use crate::models::*;
use anyhow::{anyhow, Result};
use async_trait::async_trait;
use broker_trait::{BrokerApiError, BrokerClient, BrokerOrder, BrokerOrderSide, ExitOrderRequest, NotionalOrderRequest};
use reqwest::{header, Client, Url};
use rust_decimal::Decimal;
use std::time::Duration;

pub const PAPER_BASE_URL: &str = "https://paper-api.alpaca.markets";

pub struct AlpacaClient {
    client: Client,
    base_url: String,
    api_key: String,
    secret_key: String,
}

impl AlpacaClient {
    /// Create a new Alpaca client
    pub fn new(api_key: String, secret_key: String, base_url: String) -> Result<Self> {
        let client = Client::builder().timeout(Duration::from_secs(15)).build()?;

        Ok(Self {
            client,
            base_url: base_url.trim_end_matches('/').to_string(),
            api_key,
            secret_key,
        })
    }

    /// Create client from environment variables.
    /// Accepts both APCA_API_KEY_ID / APCA_API_SECRET_KEY (standard Alpaca names)
    /// and ALPACA_API_KEY / ALPACA_SECRET_KEY as fallbacks.
    pub fn from_env() -> Result<Self> {
        let (api_key, secret_key) = credentials_from_env()?;
        let base_url =
            std::env::var("ALPACA_BASE_URL").unwrap_or_else(|_| PAPER_BASE_URL.to_string());

        Self::new(api_key, secret_key, base_url)
    }

    /// Get authorization headers
    fn auth_headers(&self) -> Result<header::HeaderMap> {
        auth_headers(&self.api_key, &self.secret_key)
    }

    /// Submit an order
    pub async fn submit_order(&self, order: OrderRequest) -> Result<Order> {
        let url = format!("{}/v2/orders", self.base_url);

        tracing::info!("Submitting order to Alpaca: {:?}", order);

        let response = self
            .client
            .post(&url)
            .headers(self.auth_headers()?)
            .json(&order)
            .send()
            .await?;

        if !response.status().is_success() {
            return Err(api_error(response, "Alpaca order failed").await);
        }

        let order_response = response.json::<Order>().await?;
        tracing::info!(
            "Order submitted successfully: {} ({})",
            order_response.id,
            order_response.status
        );
        Ok(order_response)
    }

    /// Get an order by ID
    pub async fn get_order(&self, order_id: &str) -> Result<Order> {
        let url = endpoint(&self.base_url, &["v2", "orders", order_id]).map_err(|e| anyhow!(e))?;

        let response = self
            .client
            .get(url)
            .headers(self.auth_headers()?)
            .send()
            .await?;

        if !response.status().is_success() {
            return Err(api_error(response, "Failed to get order").await);
        }

        let order = response.json::<Order>().await?;
        Ok(order)
    }

    /// Open orders for one symbol
    pub async fn get_open_orders(&self, symbol: &str) -> Result<Vec<Order>> {
        let url = format!("{}/v2/orders", self.base_url);

        let response = self
            .client
            .get(&url)
            .headers(self.auth_headers()?)
            .query(&[("status", "open"), ("symbols", symbol)])
            .send()
            .await?;

        if !response.status().is_success() {
            return Err(api_error(response, "Failed to get orders").await);
        }

        let orders = response.json::<Vec<Order>>().await?;
        Ok(orders)
    }

    /// Cancel an order
    pub async fn cancel_order(&self, order_id: &str) -> Result<()> {
        let url = endpoint(&self.base_url, &["v2", "orders", order_id]).map_err(|e| anyhow!(e))?;

        let response = self
            .client
            .delete(url)
            .headers(self.auth_headers()?)
            .send()
            .await?;

        if !response.status().is_success() {
            return Err(api_error(response, "Failed to cancel order").await);
        }

        tracing::info!("Order {} canceled successfully", order_id);
        Ok(())
    }

    /// Cancel every open order on `symbol`, returning how many were cancelled.
    /// Orders that finish between listing and cancelling are skipped.
    pub async fn cancel_open_orders(&self, symbol: &str) -> Result<usize> {
        let open = self.get_open_orders(symbol).await?;
        let mut cancelled = 0;
        for order in open {
            match self.cancel_order(&order.id).await {
                Ok(()) => cancelled += 1,
                Err(e) => tracing::warn!("Could not cancel order {} on {}: {}", order.id, symbol, e),
            }
        }
        Ok(cancelled)
    }

    /// Close a position (sell all shares)
    pub async fn close_position(&self, symbol: &str) -> Result<Order> {
        let url = endpoint(&self.base_url, &["v2", "positions", symbol]).map_err(|e| anyhow!(e))?;

        let response = self
            .client
            .delete(url)
            .headers(self.auth_headers()?)
            .send()
            .await?;

        if !response.status().is_success() {
            return Err(api_error(response, "Failed to close position").await);
        }

        let order = response.json::<Order>().await?;
        tracing::info!("Position {} closed successfully", symbol);
        Ok(order)
    }

    /// Check if this client is connected to the paper trading environment
    pub fn is_paper(&self) -> bool {
        is_paper_url(&self.base_url)
    }

    /// Get the base URL (for logging/diagnostics)
    pub fn base_url(&self) -> &str {
        &self.base_url
    }
}

/// `base_url` with `segments` appended, each percent-encoded so a symbol
/// such as `BRK/B` stays a single path segment.
pub(crate) fn endpoint(base_url: &str, segments: &[&str]) -> std::result::Result<Url, String> {
    let mut url =
        Url::parse(base_url).map_err(|e| format!("invalid base URL {}: {}", base_url, e))?;
    url.path_segments_mut()
        .map_err(|_| format!("base URL {} cannot take a path", base_url))?
        .pop_if_empty()
        .extend(segments);
    Ok(url)
}

/// Turn a non-success response into a `BrokerApiError` keeping the status.
async fn api_error(response: reqwest::Response, context: &str) -> anyhow::Error {
    let status = response.status().as_u16();
    let body = response.text().await.unwrap_or_default();
    anyhow::Error::new(BrokerApiError::new(status, context, body))
}

pub fn credentials_from_env() -> Result<(String, String)> {
    let api_key = std::env::var("APCA_API_KEY_ID")
        .or_else(|_| std::env::var("ALPACA_API_KEY"))
        .map_err(|_| anyhow!("APCA_API_KEY_ID (or ALPACA_API_KEY) not set"))?;
    let secret_key = std::env::var("APCA_API_SECRET_KEY")
        .or_else(|_| std::env::var("ALPACA_SECRET_KEY"))
        .map_err(|_| anyhow!("APCA_API_SECRET_KEY (or ALPACA_SECRET_KEY) not set"))?;
    Ok((api_key, secret_key))
}

pub(crate) fn auth_headers(api_key: &str, secret_key: &str) -> Result<header::HeaderMap> {
    let mut headers = header::HeaderMap::new();
    headers.insert(
        "APCA-API-KEY-ID",
        header::HeaderValue::from_str(api_key)
            .map_err(|_| anyhow!("API key contains invalid header characters"))?,
    );
    headers.insert(
        "APCA-API-SECRET-KEY",
        header::HeaderValue::from_str(secret_key)
            .map_err(|_| anyhow!("Secret key contains invalid header characters"))?,
    );
    Ok(headers)
}

pub fn is_paper_url(base_url: &str) -> bool {
    base_url.contains("paper-api")
}

// ---------------------------------------------------------------------------
// Conversion helpers: Alpaca types -> unified BrokerClient types
// ---------------------------------------------------------------------------

fn side_to_alpaca(side: BrokerOrderSide) -> OrderSide {
    match side {
        BrokerOrderSide::Buy => OrderSide::Buy,
        BrokerOrderSide::Sell => OrderSide::Sell,
    }
}

fn order_to_broker(o: Order) -> BrokerOrder {
    BrokerOrder {
        id: o.id,
        client_order_id: o.client_order_id,
        created_at: o.created_at,
        filled_at: o.filled_at,
        symbol: o.symbol,
        qty: o.quantity,
        notional: o.notional,
        filled_qty: o.filled_quantity,
        filled_avg_price: o.filled_avg_price,
        order_type: o.order_type,
        side: o.side,
        status: o.status,
    }
}

#[async_trait]
impl BrokerClient for AlpacaClient {
    async fn place_market_order(&self, order: NotionalOrderRequest) -> Result<BrokerOrder> {
        let mut request = OrderRequest::notional_market(
            order.symbol,
            order.notional.round_dp(2).to_string(),
            side_to_alpaca(order.side),
        );
        request.client_order_id = order.client_order_id;
        self.submit_order(request).await.map(order_to_broker)
    }

    async fn place_limit_order(&self, order: ExitOrderRequest) -> Result<BrokerOrder> {
        let request = OrderRequest::limit(
            order.symbol,
            order.qty.to_string(),
            order.price.to_string(),
            side_to_alpaca(order.side),
        )
        .day_if_fractional();
        self.submit_order(request).await.map(order_to_broker)
    }

    async fn place_stop_order(&self, order: ExitOrderRequest) -> Result<BrokerOrder> {
        let request = OrderRequest::stop(
            order.symbol,
            order.qty.to_string(),
            order.price.to_string(),
            side_to_alpaca(order.side),
        )
        .day_if_fractional();
        self.submit_order(request).await.map(order_to_broker)
    }

    async fn place_market_sell(&self, symbol: &str, qty: Decimal) -> Result<BrokerOrder> {
        let request = OrderRequest::qty_market(symbol.to_string(), qty.to_string(), OrderSide::Sell);
        self.submit_order(request).await.map(order_to_broker)
    }

    async fn get_order(&self, order_id: &str) -> Result<BrokerOrder> {
        self.get_order(order_id).await.map(order_to_broker)
    }

    async fn cancel_order(&self, order_id: &str) -> Result<()> {
        self.cancel_order(order_id).await
    }

    async fn cancel_open_orders(&self, symbol: &str) -> Result<usize> {
        self.cancel_open_orders(symbol).await
    }

    async fn close_position(&self, symbol: &str) -> Result<BrokerOrder> {
        self.close_position(symbol).await.map(order_to_broker)
    }

    fn is_paper(&self) -> bool {
        self.is_paper()
    }

    fn broker_name(&self) -> &str {
        "alpaca"
    }
}

#[cfg(test)]
mod tests {
    use super::*;
    use rust_decimal::Decimal;
    use std::str::FromStr;

    #[test]
    fn paper_detection() {
        assert!(is_paper_url(PAPER_BASE_URL));
        assert!(!is_paper_url("https://api.alpaca.markets"));
    }

    #[test]
    fn trailing_slash_is_trimmed() {
        let client = AlpacaClient::new(
            "key".to_string(),
            "secret".to_string(),
            format!("{}/", PAPER_BASE_URL),
        )
        .unwrap();
        assert_eq!(client.base_url(), PAPER_BASE_URL);
        assert!(client.is_paper());
    }

    #[test]
    fn invalid_header_characters_are_errors() {
        assert!(auth_headers("bad\nkey", "secret").is_err());
        assert!(auth_headers("key", "secret").is_ok());
    }

    #[tokio::test]
    #[ignore] // Only run with valid credentials
    async fn test_notional_order_round_trip() {
        let client = AlpacaClient::from_env().unwrap();

        let order = NotionalOrderRequest::buy("AAPL", Decimal::from_str("5").unwrap());
        let result = client.place_market_order(order).await.unwrap();

        println!("Order submitted: {}", result.id);
        println!("Status: {}", result.status);

        let fetched = BrokerClient::get_order(&client, &result.id).await.unwrap();
        assert_eq!(fetched.id, result.id);
    }
}
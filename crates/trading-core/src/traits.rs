use async_trait::async_trait;
use chrono::{DateTime, Duration, Utc};
use std::sync::Mutex;

use crate::{BarPage, BarRequest, FetchError};

/// Source of historical bars (market-data API)
#[async_trait]
pub trait BarSource: Send + Sync {
    async fn get_bars(&self, request: &BarRequest) -> Result<BarPage, FetchError>;

    /// Provider name for logging
    fn source_name(&self) -> &str;
}

/// Wall clock, injectable so calendars and timeouts can be tested.
pub trait Clock: Send + Sync {
    fn now(&self) -> DateTime<Utc>;
}

#[derive(Debug, Clone, Copy, Default)]
pub struct SystemClock;

impl Clock for SystemClock {
    fn now(&self) -> DateTime<Utc> {
        Utc::now()
    }
}

/// Manually driven clock.
#[derive(Debug)]
pub struct FixedClock {
    now: Mutex<DateTime<Utc>>,
}

impl FixedClock {
    pub fn new(now: DateTime<Utc>) -> Self {
        Self {
            now: Mutex::new(now),
        }
    }

    pub fn set(&self, now: DateTime<Utc>) {
        if let Ok(mut guard) = self.now.lock() {
            *guard = now;
        }
    }

    pub fn advance(&self, by: Duration) {
        if let Ok(mut guard) = self.now.lock() {
            *guard += by;
        }
    }
}

impl Clock for FixedClock {
    fn now(&self) -> DateTime<Utc> {
        match self.now.lock() {
            Ok(guard) => *guard,
            Err(poisoned) => *poisoned.into_inner(),
        }
    }
}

..............................

**Exercise details:**
Using the listing, say how many lines include the word "FetchError", and add nothing else.

**Solution to the exercise:**
2